Type: Herb, Perennial
Height: 1 to 3 feet
Width: To 2 feet wide
Flower color: White
Seasonal features: Fall bloom
Problem solvers: Deer resistant, Drought tolerant
Special features: Attracts birds. Cut flowers, Fragrance, Good for containers, Low maintenance
How to Grow Wild Garlic Chives
I’m betting that everyone will want to know how to grow wild garlic chives in the herb garden, that is if you haven’t already. These little perennials can be planted up to USDA zone 3 in full sun exposure and rich, well-draining soil with a pH of 6.0. Transplant or thin to 6 inches.
Plant your garlic chives among carrots, grapes, roses, tomatoes. They will supposedly deter pests such as Japanese beetles, black spot on roses, scab on apples,, and mildew on cucurbits.
Propagate either from seed or division. Divide the plants in the spring every three years.
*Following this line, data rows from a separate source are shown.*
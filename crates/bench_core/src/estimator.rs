//! Power-law complexity estimation.
//!
//! Fits `t ≈ a · n^h` to paired samples by ordinary least squares on the
//! log-transformed data `x = ln n`, `y = ln t`:
//!
//! ```text
//! h = (mean(x·y) − mean(x)·mean(y)) / (mean(x·x) − mean(x)²)
//! k = mean(y) − h·mean(x)
//! a = exp(k)
//! ```
//!
//! Numerator and denominator are evaluated in their centred form,
//! `mean((x − x̄)(y − ȳ))` and `mean((x − x̄)²)`, which is algebraically
//! identical and does not cancel catastrophically for large `ln n`.
//!
//! ## Examples
//!
//! ```
//! use bench_core::estimator::ComplexityEstimator;
//!
//! // Quadratic growth: t = 0.5 · n²
//! let n = [1.0, 2.0, 4.0, 8.0, 16.0];
//! let t: Vec<f64> = n.iter().map(|&n: &f64| 0.5 * n.powi(2)).collect();
//!
//! let fit = ComplexityEstimator::default().fit(&n, &t).unwrap();
//! assert!((fit.exponent - 2.0).abs() < 1e-12);
//! assert!((fit.scale - 0.5).abs() < 1e-12);
//! ```

use crate::error::FitError;
use crate::types::Series;
use std::fmt;

#[cfg(feature = "serde")]
use serde::{Deserialize, Serialize};

/// Default lower bound on the variance of `ln n`.
///
/// Below it the slope denominator is treated as zero and the fit is
/// reported as degenerate.
pub const DEFAULT_DEGENERATE_EPSILON: f64 = 1e-12;

/// Fitted power law `t ≈ scale · n^exponent`.
#[derive(Debug, Clone, Copy, PartialEq)]
#[cfg_attr(feature = "serde", derive(Serialize, Deserialize))]
pub struct ComplexityFit {
    /// Constant factor `a > 0`
    pub scale: f64,
    /// Empirical growth exponent `h` (≈ 1 for linear growth)
    pub exponent: f64,
}

impl ComplexityFit {
    /// Evaluate the fitted model at sample count `n`
    pub fn predict(&self, n: f64) -> f64 {
        self.scale * n.powf(self.exponent)
    }
}

impl fmt::Display for ComplexityFit {
    fn fmt(&self, f: &mut fmt::Formatter<'_>) -> fmt::Result {
        write!(f, "a = {:.6e}, h = {:.4}", self.scale, self.exponent)
    }
}

/// Straight line `y = slope · x + intercept`.
#[derive(Debug, Clone, Copy, PartialEq)]
pub struct LinearFit {
    /// Slope of the best-fit line
    pub slope: f64,
    /// Intercept of the best-fit line
    pub intercept: f64,
}

/// Log-log least-squares estimator for power-law complexity.
///
/// Stateless apart from the degeneracy threshold; fitting is a pure
/// function of its input.
#[derive(Debug, Clone, Copy, PartialEq)]
pub struct ComplexityEstimator {
    epsilon: f64,
}

impl Default for ComplexityEstimator {
    fn default() -> Self {
        Self {
            epsilon: DEFAULT_DEGENERATE_EPSILON,
        }
    }
}

impl ComplexityEstimator {
    /// Create an estimator with a custom degeneracy threshold.
    ///
    /// # Panics
    ///
    /// Panics if `epsilon` is not a positive finite number.
    pub fn new(epsilon: f64) -> Self {
        assert!(
            epsilon > 0.0 && epsilon.is_finite(),
            "epsilon must be positive and finite"
        );
        Self { epsilon }
    }

    /// Degeneracy threshold on the variance of `ln n`
    pub fn epsilon(&self) -> f64 {
        self.epsilon
    }

    /// Fit `t ≈ a · n^h`.
    ///
    /// # Errors
    ///
    /// - `FitError::LengthMismatch` if `n` and `t` differ in length
    /// - `FitError::NonPositiveMeasurement` if any `n_i` or `t_i` is not a
    ///   positive finite number; checked before any logarithm is taken
    /// - `FitError::DegenerateFit` for fewer than two points or when the
    ///   variance of `ln n` is below the threshold
    pub fn fit(&self, n: &[f64], t: &[f64]) -> Result<ComplexityFit, FitError> {
        if n.len() != t.len() {
            return Err(FitError::LengthMismatch {
                n_len: n.len(),
                t_len: t.len(),
            });
        }

        if let Some((index, (&ni, &ti))) = n
            .iter()
            .zip(t)
            .enumerate()
            .find(|(_, (ni, ti))| !is_positive(**ni) || !is_positive(**ti))
        {
            return Err(FitError::NonPositiveMeasurement { index, n: ni, t: ti });
        }

        let xs: Vec<f64> = n.iter().map(|v| v.ln()).collect();
        let ys: Vec<f64> = t.iter().map(|v| v.ln()).collect();
        let line = self.best_fit_line(&xs, &ys)?;

        Ok(ComplexityFit {
            scale: line.intercept.exp(),
            exponent: line.slope,
        })
    }

    /// Fit a series whose x values are sample counts
    pub fn fit_series(&self, series: &Series) -> Result<ComplexityFit, FitError> {
        self.fit(series.xs(), series.ys())
    }

    /// Ordinary least-squares line through `(xs, ys)`.
    ///
    /// # Errors
    ///
    /// `FitError::LengthMismatch` or `FitError::DegenerateFit`, as for [`fit`](Self::fit).
    pub fn best_fit_line(&self, xs: &[f64], ys: &[f64]) -> Result<LinearFit, FitError> {
        if xs.len() != ys.len() {
            return Err(FitError::LengthMismatch {
                n_len: xs.len(),
                t_len: ys.len(),
            });
        }
        let points = xs.len();
        if points < 2 {
            return Err(FitError::DegenerateFit {
                points,
                variance: 0.0,
            });
        }

        let count = points as f64;
        let mean_x = xs.iter().sum::<f64>() / count;
        let mean_y = ys.iter().sum::<f64>() / count;

        let (covariance, variance) = xs.iter().zip(ys).fold((0.0, 0.0), |(cov, var), (&x, &y)| {
            let dx = x - mean_x;
            (cov + dx * (y - mean_y), var + dx * dx)
        });
        let covariance = covariance / count;
        let variance = variance / count;

        if variance.abs() < self.epsilon {
            return Err(FitError::DegenerateFit { points, variance });
        }

        let slope = covariance / variance;
        Ok(LinearFit {
            slope,
            intercept: mean_y - slope * mean_x,
        })
    }
}

fn is_positive(v: f64) -> bool {
    v.is_finite() && v > 0.0
}

#[cfg(test)]
mod tests {
    use super::*;
    use approx::assert_relative_eq;

    #[test]
    fn test_doubling_scenario() {
        let n = [10.0, 20.0, 40.0, 80.0];
        let t = [1.0, 2.0, 4.0, 8.0];

        let fit = ComplexityEstimator::default().fit(&n, &t).unwrap();

        assert_relative_eq!(fit.exponent, 1.0, epsilon = 1e-12);
        assert_relative_eq!(fit.scale, 0.1, epsilon = 1e-12);
    }

    #[test]
    fn test_two_points_exact_fit() {
        let n = [3.0, 7.0];
        let t = [2.5 * 3.0_f64.sqrt(), 2.5 * 7.0_f64.sqrt()];

        let fit = ComplexityEstimator::default().fit(&n, &t).unwrap();

        assert_relative_eq!(fit.exponent, 0.5, epsilon = 1e-12);
        assert_relative_eq!(fit.scale, 2.5, max_relative = 1e-12);
        for (&ni, &ti) in n.iter().zip(&t) {
            assert_relative_eq!(fit.predict(ni), ti, max_relative = 1e-12);
        }
    }

    #[test]
    fn test_idempotent() {
        let n = [10.0, 20.0, 40.0, 80.0, 160.0];
        let t = [0.0237, 0.0255, 0.0727, 0.128, 0.257];
        let estimator = ComplexityEstimator::default();

        let first = estimator.fit(&n, &t).unwrap();
        let second = estimator.fit(&n, &t).unwrap();

        assert_eq!(first, second);
    }

    #[test]
    fn test_repeated_n_is_degenerate() {
        let n = [100.0, 100.0, 100.0];
        let t = [1.0, 1.1, 0.9];

        let err = ComplexityEstimator::default().fit(&n, &t).unwrap_err();
        match err {
            FitError::DegenerateFit { points, .. } => assert_eq!(points, 3),
            other => panic!("Expected DegenerateFit, got {:?}", other),
        }
    }

    #[test]
    fn test_single_point_is_degenerate() {
        let err = ComplexityEstimator::default().fit(&[10.0], &[1.0]).unwrap_err();
        assert_eq!(
            err,
            FitError::DegenerateFit {
                points: 1,
                variance: 0.0
            }
        );
    }

    #[test]
    fn test_empty_is_degenerate() {
        let err = ComplexityEstimator::default().fit(&[], &[]).unwrap_err();
        assert!(matches!(err, FitError::DegenerateFit { points: 0, .. }));
    }

    #[test]
    fn test_epsilon_boundary() {
        let estimator = ComplexityEstimator::default();

        // ln-spread of 1e-7 gives a variance of 2.5e-15, below 1e-12
        let tight = [100.0, 100.0 * (1.0 + 1e-7)];
        assert!(matches!(
            estimator.fit(&tight, &[1.0, 2.0]),
            Err(FitError::DegenerateFit { .. })
        ));

        // ln(101/100) ≈ 0.00995 gives a variance of ≈ 2.5e-5
        let spread = [100.0, 101.0];
        assert!(estimator.fit(&spread, &[1.0, 2.0]).is_ok());

        // The same spread is degenerate under a coarser threshold
        let coarse = ComplexityEstimator::new(1e-4);
        assert!(matches!(
            coarse.fit(&spread, &[1.0, 2.0]),
            Err(FitError::DegenerateFit { .. })
        ));
    }

    #[test]
    fn test_non_positive_time() {
        let err = ComplexityEstimator::default()
            .fit(&[10.0, 20.0, 40.0], &[1.0, 0.0, 4.0])
            .unwrap_err();
        assert_eq!(
            err,
            FitError::NonPositiveMeasurement {
                index: 1,
                n: 20.0,
                t: 0.0
            }
        );
    }

    #[test]
    fn test_non_positive_n_reported_before_degeneracy() {
        // Also degenerate, but positivity is checked first
        let err = ComplexityEstimator::default()
            .fit(&[-5.0, -5.0], &[1.0, 1.0])
            .unwrap_err();
        assert!(matches!(err, FitError::NonPositiveMeasurement { index: 0, .. }));
    }

    #[test]
    fn test_nan_is_rejected() {
        let err = ComplexityEstimator::default()
            .fit(&[10.0, 20.0], &[1.0, f64::NAN])
            .unwrap_err();
        assert!(matches!(err, FitError::NonPositiveMeasurement { index: 1, .. }));
    }

    #[test]
    fn test_length_mismatch() {
        let err = ComplexityEstimator::default()
            .fit(&[10.0, 20.0], &[1.0])
            .unwrap_err();
        assert_eq!(err, FitError::LengthMismatch { n_len: 2, t_len: 1 });
    }

    #[test]
    fn test_fit_series() {
        let series = Series::new(vec![10.0, 20.0, 40.0, 80.0], vec![1.0, 2.0, 4.0, 8.0]).unwrap();
        let fit = ComplexityEstimator::default().fit_series(&series).unwrap();
        assert_relative_eq!(fit.exponent, 1.0, epsilon = 1e-12);
    }

    #[test]
    fn test_best_fit_line() {
        let xs = [0.0, 1.0, 2.0, 3.0];
        let ys = [1.0, 3.0, 5.0, 7.0];
        let line = ComplexityEstimator::default().best_fit_line(&xs, &ys).unwrap();
        assert_relative_eq!(line.slope, 2.0, epsilon = 1e-12);
        assert_relative_eq!(line.intercept, 1.0, epsilon = 1e-12);
    }

    #[test]
    fn test_fit_display() {
        let fit = ComplexityFit {
            scale: 0.1,
            exponent: 1.0,
        };
        assert_eq!(fit.to_string(), "a = 1.000000e-1, h = 1.0000");
    }

    #[test]
    #[should_panic(expected = "epsilon must be positive")]
    fn test_new_rejects_zero_epsilon() {
        let _ = ComplexityEstimator::new(0.0);
    }

    mod proptests {
        use super::*;
        use proptest::prelude::*;

        proptest! {
            #![proptest_config(ProptestConfig::with_cases(500))]

            #[test]
            fn test_noiseless_power_law_round_trip(
                scale in 1e-3_f64..1e3,
                exponent in -2.0_f64..3.0,
                counts in prop::collection::btree_set(1u32..1_000_000, 2..16),
            ) {
                let n: Vec<f64> = counts.iter().map(|&c| c as f64).collect();
                let (lo, hi) = (n[0], n[n.len() - 1]);
                prop_assume!(hi / lo >= 2.0);

                let t: Vec<f64> = n.iter().map(|&ni| scale * ni.powf(exponent)).collect();
                let fit = ComplexityEstimator::default().fit(&n, &t).unwrap();

                prop_assert!((fit.exponent - exponent).abs() < 1e-9,
                    "exponent {} vs {}", fit.exponent, exponent);
                prop_assert!(((fit.scale - scale) / scale).abs() < 1e-9,
                    "scale {} vs {}", fit.scale, scale);
            }

            #[test]
            fn test_fit_is_pure(
                t in prop::collection::vec(1e-6_f64..1e6, 4),
            ) {
                let n = [10.0, 20.0, 40.0, 80.0];
                let estimator = ComplexityEstimator::default();
                prop_assert_eq!(estimator.fit(&n, &t), estimator.fit(&n, &t));
            }
        }
    }
}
Propagation from seed may result in an invasion of garlic chives, so you may want to either eat the flowers before they dry and drop seeds or remove them and discard.
Care of Garlic Chives
The care of garlic chives is pretty straightforward. Water as needed; although the plants are drought tolerant, they do enjoy moist soil. Other care of garlic chives instructs fertilizing them at the start of the growing season with a slow release fertilizer.
After a long term freeze, garlic chives will often die back only to return again come springtime.
Garlic chives not only have a multitude of culinary uses, but are said to be beneficial to the digestive system, stimulate appetite, promote blood circulation, and have diuretic properties.
Clip the stems either all the way to the ground or with 2 inches remaining to allow the herb to grow anew.